Réputé consensuel, le président Roch Marc Christian Kaboré a été réélu pour un deuxième mandat à la tête du Burkina Faso, malgré un bilan miné par une descente aux enfers sécuritaire face aux groupes jihadistes et les critiques de l’opposition.

Elu une première fois 2015 avec 53,49% des voix, un an après la chute de Blaise Compaoré qui a été renversé par une insurrection populaire après 27 ans de pouvoir, M. Kaboré, 63 ans,  a amélioré son score (57,87%) mais il doit cette fois faire face à une fronde politique.

En 2015, un an après la chute de Blaise Compaoré, renversé par une insurrection populaire après 27 ans de pouvoir, l’élection de M. Kaboré dès le premier tour avec 53,49% des voix, avait suscité de grands espoirs de développement et de changement au “pays des hommes intègres”.

Il avait su rassembler aussi bien des anciens du régime Compaoré que ses opposants.

Cinq ans plus tard, le Faso s’est enfoncé dans le chaos avec des attaques de groupes jihadistes quasi quotidiennes, ayant fait plus de 1.200 morts en cinq ans, des pans entiers du pays échappant à l’autorité de l’Etat, et les forces de l’ordre semblant incapables d’enrayer la spirale de violences.

Carte du Burkina Faso© Sophie RAMIS Carte du Burkina Faso

Mais M. Kaboré, de l’ethnie majoritaire mossi, ancien banquier et homme réputé consensuel, semble pour l’heure être entre les gouttes de la sanction populaire.

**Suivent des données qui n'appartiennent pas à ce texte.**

//! Build context for the docbuild configuration injector.
//!
//! Holds the project and version model a build runs against, the platform
//! settings that shape injected assets, and the configuration error kind
//! raised when the governing config file can't be determined.

pub mod error;
pub mod project;
pub mod repo;
pub mod settings;

pub use error::ProjectConfigurationError;
pub use project::{BuildEnvironment, DocumentationType, Project, Version, VersionKind};
pub use repo::{parse_remote, RemoteRepo, RepoHost};
pub use settings::{ConfigFile, ConfigFileError, PlatformSettings};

Pendant la campagne électorale, il a promis plus de résultats face aux attaques.

“Il faut saluer le président Kaboré dont le travail et le courage ont permis au pays de ne pas sombrer”, estime Clément Sawadogo, vice-président du Mouvement du peuple pour le progrès (MPP, parti au pouvoir).

– “Roi fainéant” –

Le MPP fait valoir son bilan, citant les réalisations, infrastructures routières, santé, eau potable, qui semblent en décalage avec la réalité: plus d’un million de personnes ont dû fuir leurs foyers à cause des violences jihadistes, et des milliers d’écoles ont dû fermer.

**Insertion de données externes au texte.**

//! Mkdocs `mkdocs.yml` injection.
//!
//! Loads the user's configuration (or synthesizes a minimal one), merges in
//! the platform's assets and analytics settings, applies the theme
//! overrides and writes the document back.

use std::fs;
use std::path::{Path, PathBuf};

use docbuild_project::{BuildEnvironment, PlatformSettings};
use serde_yaml::{Mapping, Value};

use crate::error::InjectError;
use crate::index::FallbackIndex;
use crate::runner::ProcessRunner;
use crate::templates::{TemplateEngine, MKDOCS_DATA_JS};
use crate::traits::{CommandRunner, IndexCreator};

/// The platform's own Mkdocs theme identifier.
pub const DEFAULT_THEME_NAME: &str = "readthedocs";

const MKDOCS_YML: &str = "mkdocs.yml";
const DATA_SCRIPT: &str = "readthedocs-data.js";

/// Merges platform configuration into a project's `mkdocs.yml`.
pub struct MkdocsInjector {
    env: BuildEnvironment,
    settings: PlatformSettings,
    index: Box<dyn IndexCreator>,
    runner: Box<dyn CommandRunner>,
    templates: TemplateEngine,
}

impl MkdocsInjector {
    /// Create an injector using the default collaborators.
    pub fn new(env: BuildEnvironment, settings: PlatformSettings) -> Result<Self, InjectError> {
        Ok(Self {
            env,
            settings,
            index: Box::new(FallbackIndex),
            runner: Box::new(ProcessRunner),
            templates: TemplateEngine::new()?,
        })
    }

    pub fn with_index_creator(mut self, index: impl IndexCreator + 'static) -> Self {
        self.index = Box::new(index);
        self
    }

    pub fn with_runner(mut self, runner: impl CommandRunner + 'static) -> Self {
        self.runner = Box::new(runner);
        self
    }

    /// Path of the config file this build reads and writes.
    pub fn yaml_path(&self) -> PathBuf {
        let root = self.env.checkout_path();
        match &self.env.version.config_file {
            Some(declared) => root.join(declared),
            None => root.join(MKDOCS_YML),
        }
    }

    /// Load the user's config, or a minimal one when the file is absent.
    fn load_config(&self, path: &Path) -> Result<Mapping, InjectError> {
        if !path.exists() {
            tracing::info!("No {} found, generating one", path.display());
            let mut config = Mapping::new();
            config.insert(
                "site_name".into(),
                Value::String(self.env.project.name.clone()),
            );
            return Ok(config);
        }

        let content = fs::read_to_string(path).map_err(|e| InjectError::read(path, e))?;
        let value: Value = serde_yaml::from_str(&content).map_err(|e| {
            let note = e
                .location()
                .map(|loc| format!(" (line {}, column {})", loc.line(), loc.column()))
                .unwrap_or_default();
            InjectError::InvalidYaml(note)
        })?;

        match value {
            Value::Mapping(config) => Ok(config),
            Value::Null => Ok(Mapping::new()),
            _ => Err(InjectError::InvalidYaml(
                " (the top level must be a mapping)".to_string(),
            )),
        }
    }

    /// Merge the platform configuration into `mkdocs.yml`.
    ///
    /// Returns the path of the file that was written.
    pub fn append_conf(&self) -> Result<PathBuf, InjectError> {
        let yaml_path = self.yaml_path();
        let root = self.env.checkout_path();
        let mut config = self.load_config(&yaml_path)?;

        let declared = config.get("docs_dir").and_then(Value::as_str).map(String::from);
        let docs_dir = self.env.project.docs_dir(declared.as_deref());
        config.insert(
            "docs_dir".into(),
            Value::String(docs_dir.display().to_string()),
        );

        // Relative docs dirs are resolved from the config file's location
        let config_dir = yaml_path.parent().unwrap_or(root);
        let docs_path = config_dir.join(&docs_dir);

        self.index.create_index(&docs_path, "md")?;

        let static_url = self.settings.absolute_static_url();
        extend_unique(
            &mut config,
            "extra_javascript",
            &[
                DATA_SCRIPT.to_string(),
                format!("{}core/js/readthedocs-doc-embed.js", static_url),
                format!("{}javascript/readthedocs-analytics.js", static_url),
            ],
        );
        extend_unique(
            &mut config,
            "extra_css",
            &[
                format!("{}css/badge_only.css", static_url),
                format!("{}css/readthedocs-doc-embed.css", static_url),
            ],
        );

        let analytics = match &self.env.project.analytics_code {
            Some(code) => Value::Sequence(vec![
                Value::String(code.clone()),
                Value::String(self.settings.production_domain.clone()),
            ]),
            None => Value::Null,
        };
        config.insert("google_analytics".into(), analytics);

        if !config.contains_key("site_name") {
            config.insert(
                "site_name".into(),
                Value::String(self.env.project.name.clone()),
            );
        }

        apply_theme_override(&mut config, &self.settings.mkdocs_template_override_dir);

        self.write_data_script(&docs_path, &docs_dir, &config)?;

        let yaml = serde_yaml::to_string(&Value::Mapping(config))
            .map_err(|e| InjectError::Serialize(format!("{}: {}", yaml_path.display(), e)))?;
        if let Some(parent) = yaml_path.parent() {
            fs::create_dir_all(parent).map_err(|e| InjectError::write(parent, e))?;
        }
        fs::write(&yaml_path, yaml).map_err(|e| InjectError::write(&yaml_path, e))?;
        tracing::info!("Wrote {}", yaml_path.display());

        let relative = yaml_path.strip_prefix(root).unwrap_or(&yaml_path);
        let relative = relative.to_string_lossy().into_owned();
        self.runner.run("cat", &[relative.as_str()], root)?;

        Ok(yaml_path)
    }

    /// Write the build data script read by the platform's embed JavaScript.
    fn write_data_script(
        &self,
        docs_path: &Path,
        docs_dir: &Path,
        config: &Mapping,
    ) -> Result<(), InjectError> {
        let project = &self.env.project;
        let version = &self.env.version;

        let theme = match config.get("theme") {
            Some(Value::String(name)) => name.clone(),
            Some(Value::Mapping(theme)) => theme
                .get("name")
                .and_then(Value::as_str)
                .unwrap_or_default()
                .to_string(),
            _ => String::new(),
        };

        let data = serde_json::json!({
            "project": project.slug,
            "version": version.slug,
            "language": project.language,
            "programming_language": project.programming_language,
            "page": null,
            "theme": theme,
            "builder": "mkdocs",
            "docroot": docs_dir.display().to_string(),
            "source_suffix": ".md",
            "api_host": self.settings.public_api_url,
            "commit": version.commit,
            "ad_free": !project.show_advertising,
            "global_analytics_code": self.settings.global_analytics_code,
            "user_analytics_code": project.analytics_code,
        });
        let data_json = serde_json::to_string(&data)
            .map_err(|e| InjectError::Serialize(format!("build data: {}", e)))?;

        let script = self
            .templates
            .render(MKDOCS_DATA_JS, serde_json::json!({ "data_json": data_json }))?;

        let path = docs_path.join(DATA_SCRIPT);
        fs::write(&path, script).map_err(|e| InjectError::write(&path, e))?;

        Ok(())
    }
}

/// Append each entry to the sequence under `key` unless already present.
fn extend_unique(config: &mut Mapping, key: &str, entries: &[String]) {
    let slot = config
        .entry(key.into())
        .or_insert(Value::Sequence(vec![]));

    // A single entry may be written as a bare value
    let items = match &*slot {
        Value::Sequence(_) => None,
        Value::Null => Some(vec![]),
        other => Some(vec![other.clone()]),
    };
    if let Some(items) = items {
        *slot = Value::Sequence(items);
    }

    if let Value::Sequence(items) = slot {
        for entry in entries {
            let value = Value::String(entry.clone());
            if !items.contains(&value) {
                items.push(value);
            }
        }
    }
}

/// Point the platform's own theme at the bundled override directory.
///
/// A mapping-style `theme` named after the platform theme gains a
/// `custom_dir`. A string-style `theme` gains a `theme_dir` unless one is
/// already set. Any other theme is left alone.
fn apply_theme_override(config: &mut Mapping, override_dir: &Path) {
    let override_dir = Value::String(override_dir.display().to_string());

    let platform_theme_string = match config.get_mut("theme") {
        Some(Value::Mapping(theme)) => {
            if theme.get("name").and_then(Value::as_str) == Some(DEFAULT_THEME_NAME) {
                theme.insert("custom_dir".into(), override_dir);
            }
            return;
        }
        Some(Value::String(name)) => name.as_str() == DEFAULT_THEME_NAME,
        _ => false,
    };

    if platform_theme_string && !config.contains_key("theme_dir") {
        config.insert("theme_dir".into(), override_dir);
    }
}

“C’est quelqu’un qui est sans doute arrivé avec une autre idée, plus sociale, plus dans la réconciliation après les dernières années difficiles du régime Compaoré, qui tout d’un coup a été aspiré par une problématique qui est loin de ce qu’il connaît”, dit Rinaldo Depagne, d’International Crisis Group (ICG).

Fils de ministre, homme aux idéaux de gauche revendiqués à ses débuts en politique après des études en France, il profite dans les années 1980 de l’accession au pouvoir de Thomas Sankara, le père de la révolution d’inspiration marxiste, pour devenir directeur de la Banque internationale du Burkina avant même son trentième anniversaire.

Après l’assassinat de Sankara en 1987, il s’engage auprès du “Beau Blaise”. L’ascension est fulgurante: plusieurs fois ministre, Premier ministre, président de l’Assemblée… Il est l’un des hommes clés du régime.

Considéré comme probable successeur de M. Compaoré, M. Kaboré tombe brutalement en disgrâce en 2012 pour des raisons obscures. Il claque la porte du parti au pouvoir en 2014 au crépuscule du régime – se faisant taxer d’opportunisme par ses détracteurs – et fonde le MPP.

Un an plus tard, après une transition, il prend les rênes du Faso.

Son mandat débute “laborieusement”, estime aujourd’hui Fousseny Ouédraogo, cadre de l’opposition: le président “ne semblait pas savoir comment mener le navire”, il a “mis du temps avant de trouver un Premier ministre”, n’a “cessé de remanier son gouvernement”, allant jusqu’à se faire surnommer “président diesel”.

Puis son “indolence face à la menace sécuritaire est devenue un autre problème”, ajoute l’opposant, estimant “un autre mandat plus catastrophique” encore.

Il “est une sorte de roi fainéant qui multiplie les audiences et écoute dans son fauteuil sans prendre de décision”, estime une source diplomatique à Abidjan.